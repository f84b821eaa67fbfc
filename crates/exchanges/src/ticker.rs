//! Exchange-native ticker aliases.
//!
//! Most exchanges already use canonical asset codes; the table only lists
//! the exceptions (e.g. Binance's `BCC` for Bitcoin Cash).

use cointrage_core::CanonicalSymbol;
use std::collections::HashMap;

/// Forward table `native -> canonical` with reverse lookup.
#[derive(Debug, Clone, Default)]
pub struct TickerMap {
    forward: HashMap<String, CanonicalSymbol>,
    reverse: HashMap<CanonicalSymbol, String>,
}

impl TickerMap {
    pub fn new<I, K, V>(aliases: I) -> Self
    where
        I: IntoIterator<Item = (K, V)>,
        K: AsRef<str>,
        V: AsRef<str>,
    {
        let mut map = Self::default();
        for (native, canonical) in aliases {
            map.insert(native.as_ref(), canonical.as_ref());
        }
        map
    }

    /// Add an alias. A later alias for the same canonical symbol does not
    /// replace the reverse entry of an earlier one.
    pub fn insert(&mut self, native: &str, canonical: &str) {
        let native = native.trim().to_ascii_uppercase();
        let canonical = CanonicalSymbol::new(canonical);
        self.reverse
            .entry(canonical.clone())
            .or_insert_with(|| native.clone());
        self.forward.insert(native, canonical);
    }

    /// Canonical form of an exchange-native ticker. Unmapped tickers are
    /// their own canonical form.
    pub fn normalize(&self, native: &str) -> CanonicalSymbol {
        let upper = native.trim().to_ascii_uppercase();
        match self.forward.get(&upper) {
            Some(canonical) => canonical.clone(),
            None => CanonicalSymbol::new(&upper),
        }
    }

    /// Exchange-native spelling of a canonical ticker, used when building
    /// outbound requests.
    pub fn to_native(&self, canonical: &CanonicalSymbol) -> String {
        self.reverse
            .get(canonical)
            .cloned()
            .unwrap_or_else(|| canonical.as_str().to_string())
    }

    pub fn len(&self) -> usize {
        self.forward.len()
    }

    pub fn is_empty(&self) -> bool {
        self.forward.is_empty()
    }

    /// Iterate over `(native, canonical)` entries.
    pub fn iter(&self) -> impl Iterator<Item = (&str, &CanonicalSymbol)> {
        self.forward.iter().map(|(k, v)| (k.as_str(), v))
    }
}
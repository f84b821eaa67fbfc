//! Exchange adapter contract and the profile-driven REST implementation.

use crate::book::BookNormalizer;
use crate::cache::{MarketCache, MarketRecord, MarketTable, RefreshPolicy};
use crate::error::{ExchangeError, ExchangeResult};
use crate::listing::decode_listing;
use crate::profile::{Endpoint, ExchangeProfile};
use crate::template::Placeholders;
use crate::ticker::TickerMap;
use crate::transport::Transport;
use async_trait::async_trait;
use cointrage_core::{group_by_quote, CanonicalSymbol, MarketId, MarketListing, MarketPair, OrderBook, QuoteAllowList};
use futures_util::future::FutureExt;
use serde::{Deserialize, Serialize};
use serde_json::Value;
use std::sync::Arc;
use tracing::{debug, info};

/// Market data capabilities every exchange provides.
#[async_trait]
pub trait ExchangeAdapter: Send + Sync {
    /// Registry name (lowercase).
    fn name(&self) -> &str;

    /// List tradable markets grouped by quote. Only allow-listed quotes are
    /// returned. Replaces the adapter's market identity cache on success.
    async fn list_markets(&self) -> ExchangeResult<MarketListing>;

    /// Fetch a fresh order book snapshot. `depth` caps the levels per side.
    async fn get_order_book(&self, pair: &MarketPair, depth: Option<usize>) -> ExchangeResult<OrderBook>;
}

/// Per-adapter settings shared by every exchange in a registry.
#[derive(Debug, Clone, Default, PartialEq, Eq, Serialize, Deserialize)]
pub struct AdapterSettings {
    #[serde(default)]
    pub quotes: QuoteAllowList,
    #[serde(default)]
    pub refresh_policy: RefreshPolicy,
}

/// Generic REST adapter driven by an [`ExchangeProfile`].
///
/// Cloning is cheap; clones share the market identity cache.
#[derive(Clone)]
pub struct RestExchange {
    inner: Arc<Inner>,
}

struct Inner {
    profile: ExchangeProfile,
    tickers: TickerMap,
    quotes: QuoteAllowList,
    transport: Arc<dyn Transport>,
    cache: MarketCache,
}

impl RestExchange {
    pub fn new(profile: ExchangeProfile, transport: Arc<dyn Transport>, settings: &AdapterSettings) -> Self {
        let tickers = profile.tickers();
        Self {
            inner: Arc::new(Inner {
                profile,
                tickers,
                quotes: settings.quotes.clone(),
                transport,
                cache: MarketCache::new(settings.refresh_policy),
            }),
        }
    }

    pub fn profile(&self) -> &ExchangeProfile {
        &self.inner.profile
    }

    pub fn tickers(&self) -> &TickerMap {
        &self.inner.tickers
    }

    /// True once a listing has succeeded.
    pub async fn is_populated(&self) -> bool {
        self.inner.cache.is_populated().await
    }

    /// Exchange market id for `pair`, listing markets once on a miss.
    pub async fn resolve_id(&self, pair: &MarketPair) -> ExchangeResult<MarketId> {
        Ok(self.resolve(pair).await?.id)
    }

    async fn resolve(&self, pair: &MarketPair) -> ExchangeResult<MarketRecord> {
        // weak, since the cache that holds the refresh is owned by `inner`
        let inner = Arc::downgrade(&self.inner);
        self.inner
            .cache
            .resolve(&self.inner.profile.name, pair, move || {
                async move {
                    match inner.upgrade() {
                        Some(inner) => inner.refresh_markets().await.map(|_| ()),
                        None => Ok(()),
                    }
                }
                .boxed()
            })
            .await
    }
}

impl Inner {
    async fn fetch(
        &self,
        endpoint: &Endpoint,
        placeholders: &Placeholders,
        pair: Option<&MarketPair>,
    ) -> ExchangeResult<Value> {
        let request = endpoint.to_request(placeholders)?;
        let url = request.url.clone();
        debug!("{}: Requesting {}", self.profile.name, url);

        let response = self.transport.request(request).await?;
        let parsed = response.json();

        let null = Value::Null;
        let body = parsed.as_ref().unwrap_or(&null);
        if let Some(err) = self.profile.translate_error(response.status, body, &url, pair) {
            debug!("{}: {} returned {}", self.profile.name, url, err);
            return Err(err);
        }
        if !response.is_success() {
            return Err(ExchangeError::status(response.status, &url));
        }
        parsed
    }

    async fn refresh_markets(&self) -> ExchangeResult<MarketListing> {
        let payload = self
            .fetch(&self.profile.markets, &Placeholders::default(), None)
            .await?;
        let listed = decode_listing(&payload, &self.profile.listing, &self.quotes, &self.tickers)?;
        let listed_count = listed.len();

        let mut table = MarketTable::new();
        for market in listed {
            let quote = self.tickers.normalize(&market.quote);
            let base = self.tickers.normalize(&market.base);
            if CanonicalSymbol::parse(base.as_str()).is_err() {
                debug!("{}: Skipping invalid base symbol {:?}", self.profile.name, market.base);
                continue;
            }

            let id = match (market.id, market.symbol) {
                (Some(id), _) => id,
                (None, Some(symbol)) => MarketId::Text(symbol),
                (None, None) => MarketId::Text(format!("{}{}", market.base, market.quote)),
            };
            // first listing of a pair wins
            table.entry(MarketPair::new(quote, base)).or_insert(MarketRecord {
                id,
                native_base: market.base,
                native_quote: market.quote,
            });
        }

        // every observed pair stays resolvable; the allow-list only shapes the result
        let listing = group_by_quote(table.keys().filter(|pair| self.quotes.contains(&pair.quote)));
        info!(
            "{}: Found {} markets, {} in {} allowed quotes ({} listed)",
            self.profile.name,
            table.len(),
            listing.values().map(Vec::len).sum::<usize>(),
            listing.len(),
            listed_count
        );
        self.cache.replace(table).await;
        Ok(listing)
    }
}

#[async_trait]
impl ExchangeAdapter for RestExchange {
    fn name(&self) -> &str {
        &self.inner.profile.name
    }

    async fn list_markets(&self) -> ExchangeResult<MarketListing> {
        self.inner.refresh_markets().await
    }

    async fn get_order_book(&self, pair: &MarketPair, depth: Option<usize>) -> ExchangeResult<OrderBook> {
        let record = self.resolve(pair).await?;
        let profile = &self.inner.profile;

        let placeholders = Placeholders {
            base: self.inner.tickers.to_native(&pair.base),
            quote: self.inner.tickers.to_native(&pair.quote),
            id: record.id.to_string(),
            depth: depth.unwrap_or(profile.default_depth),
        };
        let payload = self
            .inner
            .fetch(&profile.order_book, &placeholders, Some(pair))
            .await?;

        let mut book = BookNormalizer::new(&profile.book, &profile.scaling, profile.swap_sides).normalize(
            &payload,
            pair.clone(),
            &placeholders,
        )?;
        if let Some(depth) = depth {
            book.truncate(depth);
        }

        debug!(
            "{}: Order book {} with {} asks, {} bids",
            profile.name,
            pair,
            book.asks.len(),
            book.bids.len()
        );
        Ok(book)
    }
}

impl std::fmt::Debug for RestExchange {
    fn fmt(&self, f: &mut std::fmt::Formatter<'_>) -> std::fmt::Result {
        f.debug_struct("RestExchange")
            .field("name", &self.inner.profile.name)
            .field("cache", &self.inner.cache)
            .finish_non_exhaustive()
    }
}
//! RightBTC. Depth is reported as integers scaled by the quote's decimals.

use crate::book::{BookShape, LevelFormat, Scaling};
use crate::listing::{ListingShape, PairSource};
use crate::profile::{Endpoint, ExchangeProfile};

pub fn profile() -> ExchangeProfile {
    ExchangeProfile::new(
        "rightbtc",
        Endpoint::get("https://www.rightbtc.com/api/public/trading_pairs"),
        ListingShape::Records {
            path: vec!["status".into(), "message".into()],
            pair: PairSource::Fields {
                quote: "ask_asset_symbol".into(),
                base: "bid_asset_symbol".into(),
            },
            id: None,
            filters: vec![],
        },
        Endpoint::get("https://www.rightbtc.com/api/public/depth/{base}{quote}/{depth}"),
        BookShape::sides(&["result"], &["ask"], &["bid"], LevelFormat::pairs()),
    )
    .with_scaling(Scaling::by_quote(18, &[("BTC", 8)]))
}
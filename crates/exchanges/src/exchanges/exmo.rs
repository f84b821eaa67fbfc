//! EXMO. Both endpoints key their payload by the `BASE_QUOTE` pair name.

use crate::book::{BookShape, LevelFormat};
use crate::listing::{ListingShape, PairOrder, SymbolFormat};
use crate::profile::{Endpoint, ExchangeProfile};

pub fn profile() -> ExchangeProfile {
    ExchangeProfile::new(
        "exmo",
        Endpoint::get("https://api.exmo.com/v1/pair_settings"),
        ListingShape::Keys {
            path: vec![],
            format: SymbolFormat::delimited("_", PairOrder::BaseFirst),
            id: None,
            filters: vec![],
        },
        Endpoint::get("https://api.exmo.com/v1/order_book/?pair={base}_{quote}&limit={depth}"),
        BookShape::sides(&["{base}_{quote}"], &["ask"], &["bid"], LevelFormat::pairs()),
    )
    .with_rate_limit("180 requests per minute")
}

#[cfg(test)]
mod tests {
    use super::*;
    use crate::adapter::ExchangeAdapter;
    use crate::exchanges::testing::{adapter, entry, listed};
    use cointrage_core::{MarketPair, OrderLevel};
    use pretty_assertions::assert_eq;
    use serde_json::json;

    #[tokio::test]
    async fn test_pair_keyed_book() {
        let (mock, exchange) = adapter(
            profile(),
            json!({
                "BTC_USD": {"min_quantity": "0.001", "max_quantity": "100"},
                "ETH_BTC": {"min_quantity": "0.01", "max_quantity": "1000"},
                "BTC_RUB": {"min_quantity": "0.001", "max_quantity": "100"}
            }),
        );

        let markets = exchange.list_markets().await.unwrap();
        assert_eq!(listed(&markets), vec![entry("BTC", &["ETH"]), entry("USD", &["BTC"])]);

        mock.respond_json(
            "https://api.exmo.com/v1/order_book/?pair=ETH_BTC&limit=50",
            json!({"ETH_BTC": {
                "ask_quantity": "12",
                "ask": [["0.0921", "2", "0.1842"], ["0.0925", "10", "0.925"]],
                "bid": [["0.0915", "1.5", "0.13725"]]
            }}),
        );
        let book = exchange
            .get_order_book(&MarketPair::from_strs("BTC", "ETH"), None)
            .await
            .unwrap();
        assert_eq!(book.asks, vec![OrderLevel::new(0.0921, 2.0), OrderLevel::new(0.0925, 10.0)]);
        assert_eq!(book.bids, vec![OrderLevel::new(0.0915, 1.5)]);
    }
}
☆ ☆ ☆ ☆ ☆ ☆ ☆
# Assigned task
Transcribe, exactly and without additions, the lines of the records above, beginning with the line that contains "pub fn tickers(&self)" and ending with the line that contains "Some(inner) => inner.refresh_markets().await.map(|_|", both included.

# Response box
    pub fn tickers(&self) -> &TickerMap {
        &self.inner.tickers
    }

    /// True once a listing has succeeded.
    pub async fn is_populated(&self) -> bool {
        self.inner.cache.is_populated().await
    }

    /// Exchange market id for `pair`, listing markets once on a miss.
    pub async fn resolve_id(&self, pair: &MarketPair) -> ExchangeResult<MarketId> {
        Ok(self.resolve(pair).await?.id)
    }

    async fn resolve(&self, pair: &MarketPair) -> ExchangeResult<MarketRecord> {
        // weak, since the cache that holds the refresh is owned by `inner`
        let inner = Arc::downgrade(&self.inner);
        self.inner
            .cache
            .resolve(&self.inner.profile.name, pair, move || {
                async move {
                    match inner.upgrade() {
                        Some(inner) => inner.refresh_markets().await.map(|_| ()),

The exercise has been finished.